Most Austroasiatic languages are spoken by small communities scattered in remote mountainous regions and have no written traditions, but Mon, Khmer and Vietnamese have a long recorded history and are culturally the most important.
Distribution. Austroasiatic languages are found in mainland Southeast Asia and in northeastern and central India. In Southeast Asia they predominate in Cambodia and Vietnam but in Thailand, Laos, Myanmar and peninsular Malaysia they are in the minority being overshadowed by much larger languages of the Tai-Kadai, Tibeto-Burman and Austronesian families.
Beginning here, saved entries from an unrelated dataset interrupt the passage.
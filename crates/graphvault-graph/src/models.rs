//! Wire DTOs for graph-style responses
//!
//! Raw JSON shapes live here; conversion lifts them into the port-level
//! types the engine consumes. Facet presence (`file`, `folder`, `package`,
//! `root`, `deleted`) drives item classification, matching the server's
//! convention of signaling kind by attaching an empty object.

use chrono::{DateTime, Utc};
use graphvault_core::domain::{ContainerId, DriveId, EngineError, ItemId, ItemKind};
use graphvault_core::ports::transport::{
    ContainerInfo, DeltaPage, Drive, DriveItem, ParentRef, Permission,
};
use serde::Deserialize;

// ============================================================================
// Delta responses
// ============================================================================

/// One page of a delta response
#[derive(Debug, Deserialize)]
pub struct RawDeltaPage {
    #[serde(default)]
    pub value: Vec<RawDriveItem>,

    #[serde(rename = "@odata.nextLink")]
    pub next_link: Option<String>,

    #[serde(rename = "@odata.deltaLink")]
    pub delta_link: Option<String>,
}

/// A drive item as the server sends it
#[derive(Debug, Deserialize)]
#[serde(rename_all = "camelCase")]
pub struct RawDriveItem {
    pub id: String,

    #[serde(default)]
    pub name: String,

    pub size: Option<i64>,

    pub created_date_time: Option<DateTime<Utc>>,
    pub last_modified_date_time: Option<DateTime<Utc>>,

    pub parent_reference: Option<RawParentReference>,

    pub file: Option<RawFileFacet>,
    pub folder: Option<RawFolderFacet>,
    pub package: Option<RawPackageFacet>,
    pub root: Option<serde_json::Value>,
    pub deleted: Option<RawDeletedFacet>,

    #[serde(rename = "@microsoft.graph.downloadUrl")]
    pub download_url: Option<String>,
}

#[derive(Debug, Deserialize)]
#[serde(rename_all = "camelCase")]
pub struct RawParentReference {
    pub id: Option<String>,
    pub path: Option<String>,
}

#[derive(Debug, Deserialize)]
pub struct RawFileFacet {
    #[serde(rename = "mimeType")]
    pub mime_type: Option<String>,
}

#[derive(Debug, Deserialize)]
#[serde(rename_all = "camelCase")]
pub struct RawFolderFacet {
    pub child_count: Option<u64>,
}

#[derive(Debug, Deserialize)]
#[serde(rename_all = "camelCase")]
pub struct RawPackageFacet {
    #[serde(rename = "type")]
    pub package_type: Option<String>,
}

#[derive(Debug, Deserialize)]
pub struct RawDeletedFacet {
    pub state: Option<String>,
}

// ============================================================================
// Drives and containers
// ============================================================================

#[derive(Debug, Deserialize)]
pub struct RawDrive {
    pub id: String,
    #[serde(default)]
    pub name: String,
}

/// A paged listing of any resource
#[derive(Debug, Deserialize)]
pub struct RawCollectionPage<T> {
    #[serde(default = "Vec::new")]
    pub value: Vec<T>,

    #[serde(rename = "@odata.nextLink")]
    pub next_link: Option<String>,
}

/// Containers across categories share a shape; calendars use `name`
/// where folders use `displayName`
#[derive(Debug, Deserialize)]
#[serde(rename_all = "camelCase")]
pub struct RawContainer {
    pub id: String,

    #[serde(default, alias = "name")]
    pub display_name: String,

    pub parent_folder_id: Option<String>,
}

/// A sharing permission as the server sends it
#[derive(Debug, Deserialize)]
#[serde(rename_all = "camelCase")]
pub struct RawPermission {
    #[serde(default)]
    pub id: String,

    #[serde(default)]
    pub roles: Vec<String>,

    pub expiration_date_time: Option<DateTime<Utc>>,

    #[serde(rename = "grantedToV2")]
    pub granted_to: Option<serde_json::Value>,
}

impl RawPermission {
    pub fn into_permission(self) -> Permission {
        // The identity object nests the printable name a few levels deep;
        // anything unrecognized collapses to None.
        let granted_to = self.granted_to.as_ref().and_then(|v| {
            ["user", "siteUser", "group", "application"]
                .iter()
                .find_map(|k| v.get(k))
                .and_then(|ident| ident.get("displayName").or_else(|| ident.get("email")))
                .and_then(|n| n.as_str())
                .map(String::from)
        });

        Permission {
            id: self.id,
            roles: self.roles,
            granted_to,
            expiration: self.expiration_date_time,
        }
    }
}

/// Per-container delta entries for mailbox-style categories carry only
/// the id and an optional deleted marker
#[derive(Debug, Deserialize)]
#[serde(rename_all = "camelCase")]
pub struct RawMailboxItem {
    pub id: String,

    #[serde(rename = "@removed")]
    pub removed: Option<serde_json::Value>,
}

#[derive(Debug, Deserialize)]
pub struct RawMailboxDeltaPage {
    #[serde(default)]
    pub value: Vec<RawMailboxItem>,

    #[serde(rename = "@odata.nextLink")]
    pub next_link: Option<String>,

    #[serde(rename = "@odata.deltaLink")]
    pub delta_link: Option<String>,
}

// ============================================================================
// Conversions
// ============================================================================

impl RawDriveItem {
    /// Lift into the port-level item
    ///
    /// # Errors
    /// Returns `EngineError::InvalidId` for an empty id
    pub fn into_item(self) -> Result<DriveItem, EngineError> {
        let kind = if self.root.is_some() {
            ItemKind::Root
        } else if self.package.is_some() {
            ItemKind::Package
        } else if self.folder.is_some() {
            ItemKind::Folder
        } else {
            ItemKind::File
        };

        let parent = self.parent_reference.map(|p| ParentRef {
            id: p.id.and_then(|id| ContainerId::new(id).ok()),
            path: p.path,
        });

        Ok(DriveItem {
            id: ItemId::new(self.id)?,
            name: self.name,
            kind,
            deleted: self.deleted.is_some(),
            parent,
            size: self.size.unwrap_or(0),
            created: self.created_date_time,
            modified: self.last_modified_date_time,
            download_url: self.download_url,
        })
    }
}

impl RawDeltaPage {
    /// Lift a page, dropping items whose id fails validation onto the
    /// returned error list rather than poisoning the whole page
    pub fn into_page(self) -> (DeltaPage, Vec<EngineError>) {
        let mut items = Vec::with_capacity(self.value.len());
        let mut errors = Vec::new();

        for raw in self.value {
            match raw.into_item() {
                Ok(item) => items.push(item),
                Err(e) => errors.push(e),
            }
        }

        (
            DeltaPage {
                items,
                next_link: self.next_link,
                delta_link: self.delta_link,
            },
            errors,
        )
    }
}

impl RawDrive {
    /// # Errors
    /// Returns `EngineError::InvalidId` for an empty id
    pub fn into_drive(self) -> Result<Drive, EngineError> {
        let name = if self.name.is_empty() {
            self.id.clone()
        } else {
            self.name
        };

        Ok(Drive {
            id: DriveId::new(self.id)?,
            name,
        })
    }
}

impl RawContainer {
    /// # Errors
    /// Returns `EngineError::InvalidId` for an empty id
    pub fn into_container(self) -> Result<ContainerInfo, EngineError> {
        Ok(ContainerInfo {
            id: ContainerId::new(self.id)?,
            parent_id: self
                .parent_folder_id
                .and_then(|id| ContainerId::new(id).ok()),
            display_name: self.display_name,
        })
    }
}

#[cfg(test)]
mod tests {
    use super::*;

    #[test]
    fn deserialize_file_item() {
        let json = r#"{
            "id": "item-001",
            "name": "document.docx",
            "size": 12345,
            "lastModifiedDateTime": "2026-06-15T10:30:00Z",
            "parentReference": {
                "id": "parent-001",
                "path": "/drives/d1/root:/Documents"
            },
            "file": { "mimeType": "application/msword" }
        }"#;

        let raw: RawDriveItem = serde_json::from_str(json).unwrap();
        let item = raw.into_item().unwrap();

        assert_eq!(item.id.as_str(), "item-001");
        assert_eq!(item.kind, ItemKind::File);
        assert!(!item.deleted);
        assert_eq!(item.size, 12345);
        let parent = item.parent.unwrap();
        assert_eq!(parent.id.unwrap().as_str(), "parent-001");
        assert_eq!(parent.path.as_deref(), Some("/drives/d1/root:/Documents"));
    }

    #[test]
    fn deserialize_folder_and_package() {
        let folder: RawDriveItem = serde_json::from_str(
            r#"{"id": "f1", "name": "Docs", "folder": {"childCount": 3}}"#,
        )
        .unwrap();
        assert_eq!(folder.into_item().unwrap().kind, ItemKind::Folder);

        let package: RawDriveItem = serde_json::from_str(
            r#"{"id": "p1", "name": "Notebook", "package": {"type": "oneNote"}}"#,
        )
        .unwrap();
        assert_eq!(package.into_item().unwrap().kind, ItemKind::Package);
    }

    #[test]
    fn deserialize_root_item() {
        let raw: RawDriveItem =
            serde_json::from_str(r#"{"id": "r1", "name": "root", "root": {}, "folder": {}}"#)
                .unwrap();
        // The root facet wins over the folder facet.
        assert_eq!(raw.into_item().unwrap().kind, ItemKind::Root);
    }

    #[test]
    fn deserialize_deleted_item() {
        let raw: RawDriveItem = serde_json::from_str(
            r#"{"id": "d1", "name": "old.txt", "deleted": {"state": "deleted"}}"#,
        )
        .unwrap();
        let item = raw.into_item().unwrap();
        assert!(item.deleted);
        assert_eq!(item.kind, ItemKind::File);
    }

    #[test]
    fn delta_page_links() {
        let json = r#"{
            "value": [{"id": "a", "name": "x", "file": {}}],
            "@odata.nextLink": "https://example.com/next"
        }"#;

        let raw: RawDeltaPage = serde_json::from_str(json).unwrap();
        let (page, errors) = raw.into_page();
        assert!(errors.is_empty());
        assert_eq!(page.items.len(), 1);
        assert_eq!(page.next_link.as_deref(), Some("https://example.com/next"));
        assert!(page.delta_link.is_none());
    }

    #[test]
    fn delta_page_collects_bad_items() {
        let json = r#"{"value": [{"id": "", "name": "broken"}, {"id": "ok", "file": {}}]}"#;

        let raw: RawDeltaPage = serde_json::from_str(json).unwrap();
        let (page, errors) = raw.into_page();
        assert_eq!(page.items.len(), 1);
        assert_eq!(errors.len(), 1);
    }

    #[test]
    fn container_display_name_alias() {
        // Calendars use "name".
        let cal: RawContainer =
            serde_json::from_str(r#"{"id": "c1", "name": "Calendar"}"#).unwrap();
        assert_eq!(cal.into_container().unwrap().display_name, "Calendar");

        let folder: RawContainer = serde_json::from_str(
            r#"{"id": "m1", "displayName": "Inbox", "parentFolderId": "rootid"}"#,
        )
        .unwrap();
        let info = folder.into_container().unwrap();
        assert_eq!(info.display_name, "Inbox");
        assert_eq!(info.parent_id.unwrap().as_str(), "rootid");
    }

    #[test]
    fn mailbox_item_removed_marker() {
        let gone: RawMailboxItem =
            serde_json::from_str(r#"{"id": "m1", "@removed": {"reason": "deleted"}}"#).unwrap();
        assert!(gone.removed.is_some());

        let live: RawMailboxItem = serde_json::from_str(r#"{"id": "m2"}"#).unwrap();
        assert!(live.removed.is_none());
    }

    #[test]
    fn drive_name_falls_back_to_id() {
        let d: RawDrive = serde_json::from_str(r#"{"id": "drv"}"#).unwrap();
        let drive = d.into_drive().unwrap();
        assert_eq!(drive.name, "drv");
    }
}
Classification. The Austroasiatic family is traditionally divided into small Munda and large Mon-Khmer subfamilies. The Aslian languages of Malaysia and the Nicobarese languages of the Nicobar islands (a part of India) have been tentatively included within Mon-Khmer but their classification is disputed. The Mon-Khmer subfamily has more than one hundred languages and a number of branches whose mutual relation is also controversial. Some recent classifications make Austroasiatic and Mon-Khmer coterminous, considering Munda as just another branch of the family. For the moment, we retain the traditional division of Austroasiatic into two subfamilies, each composed of several branches:
Map of Austroasiatic languages branches
Mon-Khmer
• Khmeric
• Bahnaric
• Monic
• Katuic
• Pearic
• Khmuic
• Palaung-Wa
• Khasic
• Vietic
• Aslian
• Nicobarese
Munda
• Northern
Kherwarian
Korku
• Southern
Kharia-Juang
Koraput
Click on the map to enlarge
(Munda languages are not shown here but in their own page)
Khmeric consists of two languages:
Central or Standard Khmer, the national language of Cambodia, and Northern Khmer, spoken in southeast Thailand. The first one, with 15 million speakers, is the second largest Austroasiatic language after Vietnamese, and is one of the oldest recorded languages of Southeast asia. The second one is spoken by 1.4 million people.
Bahnaric is a large group of languages, spoken by about one million people, in southern central Vietnam, southern Laos, and eastern Cambodia. The main languages are Bahnar with 160,000 speakers, Sre (or Koho) with 130,000, Mnong with 120,00 and Sedang with 100,000.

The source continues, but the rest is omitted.